RP-US sign environment, energy pact
MANILA, Philippines – (UPDATE) The United States will extend $73 million in grants for environment and energy programs in the Philippines over six years under a new bilateral agreement that was signed in Malacañang on Tuesday.
The agreement was signed amid reports that Manila stood to lose foreign aid due to allegations of massive corruption, the latest of which was the alleged rigging of bids for infrastructure projects funded by the World Bank.
The $73-million grant would be used to fund within the year several projects that include renewable energy, rural electrification, and biodiversity conservation, said Socioeconomic Planning Secretary Ralph Recto, who signed for the Philippine government.

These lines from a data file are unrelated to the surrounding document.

// Input worker: owns the line editor on its own thread and hands lines to
// the dispatch loop one at a time. After each line it waits for an ack that
// carries the next prompt, so it never reads ahead of dispatch.

use anyhow::Result;
use rustyline::error::ReadlineError;
use rustyline::history::DefaultHistory;
use rustyline::Editor;
use std::sync::atomic::{AtomicBool, Ordering};
use std::sync::Arc;
use std::thread::{self, JoinHandle};
use tokio::sync::mpsc::{self, UnboundedReceiver, UnboundedSender};
use tracing::{debug, error};

/// Reads lines from the user.
pub trait LineEditor {
    /// `Ok(None)` on end of input.
    fn read_line(&mut self, prompt: &str) -> Result<Option<String>>;
    fn add_history(&mut self, line: &str);
}

pub struct RustylineEditor {
    editor: Editor<(), DefaultHistory>,
}

impl RustylineEditor {
    pub fn new() -> Result<Self> {
        Ok(Self {
            editor: Editor::<(), DefaultHistory>::new()?,
        })
    }
}

impl LineEditor for RustylineEditor {
    fn read_line(&mut self, prompt: &str) -> Result<Option<String>> {
        match self.editor.readline(prompt) {
            Ok(line) => Ok(Some(line)),
            Err(ReadlineError::Eof) => Ok(None),
            // CTRL-C abandons the current line
            Err(ReadlineError::Interrupted) => Ok(Some(String::new())),
            Err(e) => Err(e.into()),
        }
    }

    fn add_history(&mut self, line: &str) {
        if let Err(e) = self.editor.add_history_entry(line) {
            debug!("Could not add history entry: {}", e);
        }
    }
}

#[derive(Debug, Clone, PartialEq, Eq)]
pub enum InputEvent {
    Line(String),
    EndOfInput,
}

/// Dispatch's answer once a line has been fully handled.
#[derive(Debug, Clone, PartialEq, Eq)]
pub enum Ack {
    Prompt(String),
    Shutdown,
}

pub struct InputWorker {
    pub events: UnboundedReceiver<InputEvent>,
    pub acks: UnboundedSender<Ack>,
    pub thread: JoinHandle<()>,
}

pub fn spawn<E>(editor: E, prompt: String, running: Arc<AtomicBool>) -> Result<InputWorker>
where
    E: LineEditor + Send + 'static,
{
    let (event_tx, events) = mpsc::unbounded_channel();
    let (acks, ack_rx) = mpsc::unbounded_channel();

    let thread = thread::Builder::new()
        .name("lyre-input".to_string())
        .spawn(move || input_loop(editor, prompt, running, event_tx, ack_rx))?;

    Ok(InputWorker {
        events,
        acks,
        thread,
    })
}

fn input_loop<E: LineEditor>(
    mut editor: E,
    mut prompt: String,
    running: Arc<AtomicBool>,
    events: UnboundedSender<InputEvent>,
    mut acks: UnboundedReceiver<Ack>,
) {
    let mut last_entry: Option<String> = None;

    while running.load(Ordering::SeqCst) {
        let event = match editor.read_line(&prompt) {
            Ok(Some(line)) => {
                if !line.trim().is_empty() && last_entry.as_deref() != Some(line.as_str()) {
                    editor.add_history(&line);
                    last_entry = Some(line.clone());
                }
                InputEvent::Line(line)
            }
            Ok(None) => InputEvent::EndOfInput,
            Err(e) => {
                error!("Line editor failed: {:#}", e);
                InputEvent::EndOfInput
            }
        };

        if events.send(event).is_err() {
            break;
        }
        match acks.blocking_recv() {
            Some(Ack::Prompt(next)) => prompt = next,
            Some(Ack::Shutdown) | None => break,
        }
    }
    debug!("Input worker finished");
}
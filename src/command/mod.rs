// Command lines, the handler registry and name resolution.
//
// A raw line splits into commands on `;` and into words on whitespace;
// double quotes suspend both.

pub mod builtins;
pub mod help;
pub mod library;
pub mod playlist;

use crate::error::{ShellError, ShellResult};
use crate::matcher;
use crate::shell::Shell;
use std::collections::{BTreeMap, VecDeque};
use std::fmt;

/// One parsed command: a lowercased name and an argument cursor.
#[derive(Debug, Clone, PartialEq, Eq)]
pub struct Command {
    name: String,
    args: VecDeque<String>,
}

impl Command {
    pub fn new<I, S>(name: &str, args: I) -> Self
    where
        I: IntoIterator<Item = S>,
        S: Into<String>,
    {
        Self {
            name: name.to_lowercase(),
            args: args.into_iter().map(Into::into).collect(),
        }
    }

    pub fn name(&self) -> &str {
        &self.name
    }

    /// Take the next argument.
    pub fn next_arg(&mut self) -> ShellResult<String> {
        self.args.pop_front().ok_or(ShellError::EmptyArguments)
    }

    pub fn arg_count(&self) -> usize {
        self.args.len()
    }

    pub fn has_args(&self) -> bool {
        !self.args.is_empty()
    }

    /// Everything not consumed yet.
    pub fn remaining(&mut self) -> Vec<String> {
        self.args.drain(..).collect()
    }

    /// Make the next argument the command name, for sub-commands.
    pub fn shift(&mut self) -> ShellResult<()> {
        let next = self.next_arg()?;
        self.name = next.to_lowercase();
        Ok(())
    }
}

impl fmt::Display for Command {
    fn fmt(&self, f: &mut fmt::Formatter<'_>) -> fmt::Result {
        write!(f, "{}", self.name)?;
        for arg in &self.args {
            write!(f, " {}", arg)?;
        }
        Ok(())
    }
}

/// Split a raw line into commands. Empty commands are dropped.
pub fn parse_line(line: &str) -> Vec<Command> {
    let mut commands = Vec::new();
    let mut words: Vec<String> = Vec::new();
    let mut word = String::new();
    let mut in_word = false;
    let mut quoted = false;

    for c in line.chars() {
        match c {
            '"' => {
                quoted = !quoted;
                in_word = true;
            }
            c if quoted => word.push(c),
            ';' => {
                finish_word(&mut word, &mut in_word, &mut words);
                push_command(&mut commands, &mut words);
            }
            c if c.is_whitespace() => finish_word(&mut word, &mut in_word, &mut words),
            c => {
                word.push(c);
                in_word = true;
            }
        }
    }
    finish_word(&mut word, &mut in_word, &mut words);
    push_command(&mut commands, &mut words);

    commands
}

fn finish_word(word: &mut String, in_word: &mut bool, words: &mut Vec<String>) {
    if *in_word {
        words.push(std::mem::take(word));
        *in_word = false;
    }
}

fn push_command(commands: &mut Vec<Command>, words: &mut Vec<String>) {
    let mut drained = words.drain(..);
    if let Some(name) = drained.next() {
        commands.push(Command::new(&name, drained));
    }
}

/// Something a command name can be bound to.
pub trait Handler {
    fn call(&self, shell: &mut Shell, cmd: &mut Command) -> ShellResult<()>;
}

impl<F> Handler for F
where
    F: Fn(&mut Shell, &mut Command) -> ShellResult<()>,
{
    fn call(&self, shell: &mut Shell, cmd: &mut Command) -> ShellResult<()> {
        self(shell, cmd)
    }
}

/// Name to handler table. Built once, then only read.
#[derive(Default)]
pub struct Registry {
    handlers: BTreeMap<&'static str, Box<dyn Handler>>,
}

impl Registry {
    pub fn new() -> Self {
        Self::default()
    }

    pub fn with<H>(mut self, name: &'static str, handler: H) -> Self
    where
        H: Handler + 'static,
    {
        self.handlers.insert(name, Box::new(handler));
        self
    }

    /// Registered names in sorted order.
    pub fn names(&self) -> impl Iterator<Item = &'static str> + '_ {
        self.handlers.keys().copied()
    }

    /// Exact name first, then an unambiguous prefix.
    pub fn resolve(&self, name: &str) -> ShellResult<(&'static str, &dyn Handler)> {
        let key = match self.handlers.get_key_value(name) {
            Some((key, _)) => *key,
            None => {
                let found = matcher::resolve(self.names(), name)
                    .into_result(|| ShellError::CommandNotFound(name.to_string()), str::to_string)?;
                self.names()
                    .find(|key| *key == found)
                    .ok_or_else(|| ShellError::CommandNotFound(name.to_string()))?
            }
        };
        let handler = self
            .handlers
            .get(key)
            .ok_or_else(|| ShellError::CommandNotFound(name.to_string()))?;
        Ok((key, handler.as_ref()))
    }
}

/// The top-level command table.
pub fn default_registry() -> Registry {
    Registry::new()
        .with("delete", library::delete)
        .with("exit", builtins::exit)
        .with("find", builtins::find)
        .with("forward", builtins::forward)
        .with("help", builtins::help)
        .with("list", builtins::list)
        .with("loop", builtins::toggle_loop)
        .with("pause", builtins::pause)
        .with("play", builtins::play)
        .with("playlist", playlist::playlist)
        .with("queue", playlist::playlist)
        .with("rename", library::rename)
        .with("repeat", builtins::repeat)
        .with("rewind", builtins::rewind)
        .with("run", builtins::run)
        .with("seek", builtins::seek)
        .with("set-music", library::set_music)
        .with("set-playlist", library::set_playlist)
        .with("set-prompt", builtins::set_prompt)
        .with("stop", builtins::stop)
        .with("time", builtins::time)
        .with("volume", builtins::volume)
}

#[cfg(test)]
mod tests {
    use super::*;

    fn words(cmd: &Command) -> Vec<String> {
        let mut cmd = cmd.clone();
        let mut out = vec![cmd.name().to_string()];
        out.extend(cmd.remaining());
        out
    }

    #[test]
    fn test_parse_splits_commands_and_words() {
        let parsed = parse_line("  play intro ;volume   50;;stop ");
        let all: Vec<Vec<String>> = parsed.iter().map(words).collect();
        assert_eq!(all, vec![vec!["play", "intro"], vec!["volume", "50"], vec!["stop"]]);
    }

    #[test]
    fn test_quotes_suspend_splitting() {
        let parsed = parse_line(r#"set-prompt "lyre; > " ; play "two words""#);
        assert_eq!(parsed.len(), 2);
        assert_eq!(words(&parsed[0]), vec!["set-prompt", "lyre; > "]);
        assert_eq!(words(&parsed[1]), vec!["play", "two words"]);

        let parsed = parse_line(r#"play "" x"#);
        assert_eq!(words(&parsed[0]), vec!["play", "", "x"]);
    }

    #[test]
    fn test_name_is_lowercased_args_are_not() {
        let mut cmd = parse_line("PLAY Intro").remove(0);
        assert_eq!(cmd.name(), "play");
        assert_eq!(cmd.next_arg().unwrap(), "Intro");
        assert!(matches!(cmd.next_arg(), Err(ShellError::EmptyArguments)));
    }

    #[test]
    fn test_shift_for_subcommands() {
        let mut cmd = Command::new("playlist", ["Load", "road trip"]);
        cmd.shift().unwrap();
        assert_eq!(cmd.name(), "load");
        assert_eq!(cmd.arg_count(), 1);
        assert_eq!(cmd.to_string(), "load road trip");
    }

    #[test]
    fn test_registry_resolution() {
        let registry = default_registry();
        assert_eq!(registry.resolve("stop").unwrap().0, "stop");
        assert_eq!(registry.resolve("li").unwrap().0, "list");
        // exact name wins even though "playlist" shares the prefix
        assert_eq!(registry.resolve("play").unwrap().0, "play");

        match registry.resolve("l") {
            Err(ShellError::Ambiguous(names)) => assert_eq!(names, vec!["list", "loop"]),
            other => panic!("unexpected {:?}", other.map(|(name, _)| name)),
        }
        assert!(matches!(registry.resolve("zz"), Err(ShellError::CommandNotFound(_))));
    }
}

United States Agency for International Assistance (USAID) mission director Jon Lindborg signed for the US government.
President Gloria Macapagal-Arroyo and US Ambassador Kristie Kenney witnessed the signing at the Palace’s Rizal Hall.
Kenney said the Philippines had been recognized as an “environment superpower” since it has been blessed with abundant natural resources, and the President, an avid scuba diver, could attest to this.
“But with this great richness comes extraordinary responsibility to protect those resources, to pass it on to the next generation, to look for cleaner, greener ways to develop business, cleaner and greener sources of energy,” she said in a speech.
“The agreement we signed today marks going forward on a great partnership we already share,” she said.
Asked about a newspaper report that foreign aid to the Philippines could be downscaled due to corruption, Kenney said: “You’ve just seen us sign a new environment and clean energy agreement so we’re obviously pushing forward with our assistance.”
“We do so in a very transparent way, our assistance is grant assistance and we work to make sure it is extremely transparent, which is a key in all contracting,” she said.
In a speech, during the signing, Recto acknowledged: “The results of decades of neglect and corruption will not be easily resolved, in fact, there is still so much to be done.”
But Recto said the corruption allegations have not affected the flow of foreign aid so far.
“I’m not fearful about that because I’ve not seen any downscaling as far as the Philippines is concerned… I’ve seen continued interest in funding projects in the Philippines with our program partners as well,” he said.